ミニマリストとは持ち物を最小限に減らし、必要最小限なものだけで生活する人を表していています。単なる断捨離ではありません。ミニマリストは一つの目標に集中するために他の選択にかける思考する時間を減らします。その中の思考する時間を減らす一つの手段が断捨離であり断捨離はメインの考えではありません。Appleを創業したスティーブ・ジョブズもミニマリストで有名です。デザイン統一を目指すマツダやその他メーカーはミニマリスト的な考えが裏にあるのではないかと考えます。そのミニマリスト的思考が製品ラインナップにも当てはまり取り入れられていると感じます。

製品ラインナップから自らのニーズに合った車を選択することに集中できるようにデザインを統一することで消費者は製品の選択に注力でき、自分のライフスタイルに合った車を選択することに集中できるのではと考えます。

同じデザインを採用する理由

5チャンネル体制のようにデザインを統一するのには必ず何らかの戦略が存在します。その戦略を探りデザインを統一する理由、なぜフロントマスクが似ているのかを探っていきたいと思います。

失敗から生み出されたコモンアーキテクスチャー

コモンアーキテクスチャーは5チャンネル体制の失敗から作り出された戦略です。コモンアーキテクスチャーは車の部品共有を意味します。マツダが最低限護りたい製品ラインナップは8車種あり、どれも切り離すことはできないです。しかし8車種分のパーツをただ単に部品を共有するだけだと、各車ごとの最適化は不可能に近く製品としてのクオリティも下がります。ただ部品を最適化するのではなく設計から製造までを一貫して最適化することで不可能と思われていた工場の稼働率を上げることに成功しました。

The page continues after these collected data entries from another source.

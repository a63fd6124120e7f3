//! Normative DGA Diagnostic Engine
//!
//! Six independent rule-based fault classifiers (IEEE C57.104-2019,
//! IEC 60599:2022, Rogers, Dornenburg, Duval Triangle 1, Duval Pentagon 1)
//! plus a majority-vote consensus over their results. Every method is a pure
//! function from a [`dga_domain::GasReading`] to a [`dga_domain::MethodResult`].

mod consensus;
mod dornenburg;
mod duval_pentagon;
mod duval_triangle;
mod iec_60599;
mod ieee_c57_104;
pub mod ratios;
mod rogers;

pub use consensus::{NormativeDiagnosisResult, NormativeDiagnosisService};
pub use dornenburg::DORNENBURG;
pub use duval_pentagon::DUVAL_PENTAGON;
pub use duval_triangle::DUVAL_TRIANGLE;
pub use iec_60599::IEC_60599;
pub use ieee_c57_104::IEEE_C57_104;
pub use rogers::ROGERS;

マツダの車の顔が同じなのはこの戦略の一部が関係しています。マツダが販売している全体の車の数はトヨタプリウスと同じ台数であり、そんな中見た目に変化を与えても、圧倒的に販売台数のある他社製の車の中に埋もれてしまい消費者に伝わりにくいです。このことからデザインを統一することで競合他社と引けを取らない見た目のインパクトを生み出し、なおかつ部品の共有化も達成できます。

一貫した生産ラインでコスト削減

コモンアーキテクスチャーで部品が共有化されたことで各車種は同じメカニズムで動いており、工場の効率化も実現し生産コストが抑えられるようになりました。また部品共有のおかげで一つの製品がアップデートされると他の製品も一緒にアップデートしやすくなります。一緒に製品をアップデートすることで1つの車種だけなかなかアップデートされないなどの悲劇は無くなります。部品共有化の恩恵は単にコストパフォーマンスが良くなっただけではなく、部品やメカニズムの共有による運転間隔の統一感も生まれました。

自動車業界のトップと争うための戦略であるコモンアーキテクスチャーは過去の失敗から生み出された戦略であり、そのノウハウは確実に生かされています。デザイン統一により昔のような一つのメーカーの中で好きなデザインの車を選ぶ楽しみはなくなりました。しかし、そのデザイン性に惚れてしまえば同じデザインでもSUVやセダンを選べるのメリットもあります。規格統一でより良い製品を生み出しやすくなり、消費者にとって企業にとってより良い未来が待っているのではと思っています。